_THE TASK:_
How many lines of the entries hold the string "filename"? Reply with the number alone.

Stored records:
------------------------------------

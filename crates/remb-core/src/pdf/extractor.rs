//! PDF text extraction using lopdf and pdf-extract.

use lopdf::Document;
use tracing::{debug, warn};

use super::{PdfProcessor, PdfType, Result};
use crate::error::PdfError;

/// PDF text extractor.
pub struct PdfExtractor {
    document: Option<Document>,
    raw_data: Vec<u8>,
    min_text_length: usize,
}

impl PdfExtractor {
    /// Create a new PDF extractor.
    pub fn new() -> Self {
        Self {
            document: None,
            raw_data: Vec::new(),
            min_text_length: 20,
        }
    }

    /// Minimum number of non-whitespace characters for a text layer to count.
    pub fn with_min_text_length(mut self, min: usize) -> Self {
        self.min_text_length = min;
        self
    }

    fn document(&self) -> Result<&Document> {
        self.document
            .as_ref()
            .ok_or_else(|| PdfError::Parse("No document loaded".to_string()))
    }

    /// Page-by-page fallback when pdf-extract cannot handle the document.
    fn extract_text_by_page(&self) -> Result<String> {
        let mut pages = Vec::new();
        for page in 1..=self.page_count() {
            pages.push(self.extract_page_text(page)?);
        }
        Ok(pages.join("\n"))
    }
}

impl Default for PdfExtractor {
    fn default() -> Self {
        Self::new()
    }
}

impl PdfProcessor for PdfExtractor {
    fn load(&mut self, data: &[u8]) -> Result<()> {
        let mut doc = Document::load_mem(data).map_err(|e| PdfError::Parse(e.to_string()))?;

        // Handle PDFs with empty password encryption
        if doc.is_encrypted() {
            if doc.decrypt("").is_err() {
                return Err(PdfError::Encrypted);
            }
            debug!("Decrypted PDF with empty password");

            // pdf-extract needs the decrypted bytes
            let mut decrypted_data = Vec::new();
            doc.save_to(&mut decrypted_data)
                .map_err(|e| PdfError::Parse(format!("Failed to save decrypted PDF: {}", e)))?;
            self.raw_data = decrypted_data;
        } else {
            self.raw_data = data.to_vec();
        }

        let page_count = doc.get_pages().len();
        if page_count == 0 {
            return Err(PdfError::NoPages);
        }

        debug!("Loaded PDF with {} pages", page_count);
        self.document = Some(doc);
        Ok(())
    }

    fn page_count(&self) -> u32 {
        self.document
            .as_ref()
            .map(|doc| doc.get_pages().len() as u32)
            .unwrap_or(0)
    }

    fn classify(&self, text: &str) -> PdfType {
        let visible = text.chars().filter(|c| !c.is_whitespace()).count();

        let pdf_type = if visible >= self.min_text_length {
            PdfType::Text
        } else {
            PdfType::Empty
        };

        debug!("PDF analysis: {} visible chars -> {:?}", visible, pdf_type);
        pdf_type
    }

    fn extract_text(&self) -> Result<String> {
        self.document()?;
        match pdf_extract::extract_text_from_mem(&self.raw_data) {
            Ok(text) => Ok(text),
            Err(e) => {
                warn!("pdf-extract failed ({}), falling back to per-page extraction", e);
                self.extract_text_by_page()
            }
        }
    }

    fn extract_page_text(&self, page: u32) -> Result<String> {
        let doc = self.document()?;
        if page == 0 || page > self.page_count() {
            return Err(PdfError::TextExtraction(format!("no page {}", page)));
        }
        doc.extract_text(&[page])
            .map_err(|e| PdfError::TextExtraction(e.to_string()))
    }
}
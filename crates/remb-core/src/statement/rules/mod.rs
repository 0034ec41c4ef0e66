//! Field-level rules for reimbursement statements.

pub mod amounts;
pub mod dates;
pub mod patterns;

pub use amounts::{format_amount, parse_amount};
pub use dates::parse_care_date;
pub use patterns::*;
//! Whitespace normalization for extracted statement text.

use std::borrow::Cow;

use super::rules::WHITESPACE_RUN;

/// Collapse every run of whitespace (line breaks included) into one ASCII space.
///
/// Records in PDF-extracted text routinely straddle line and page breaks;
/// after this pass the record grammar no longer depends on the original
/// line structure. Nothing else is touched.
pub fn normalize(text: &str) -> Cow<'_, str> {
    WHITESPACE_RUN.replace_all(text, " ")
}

------------------------------------

_TASK SOLUTION:_
2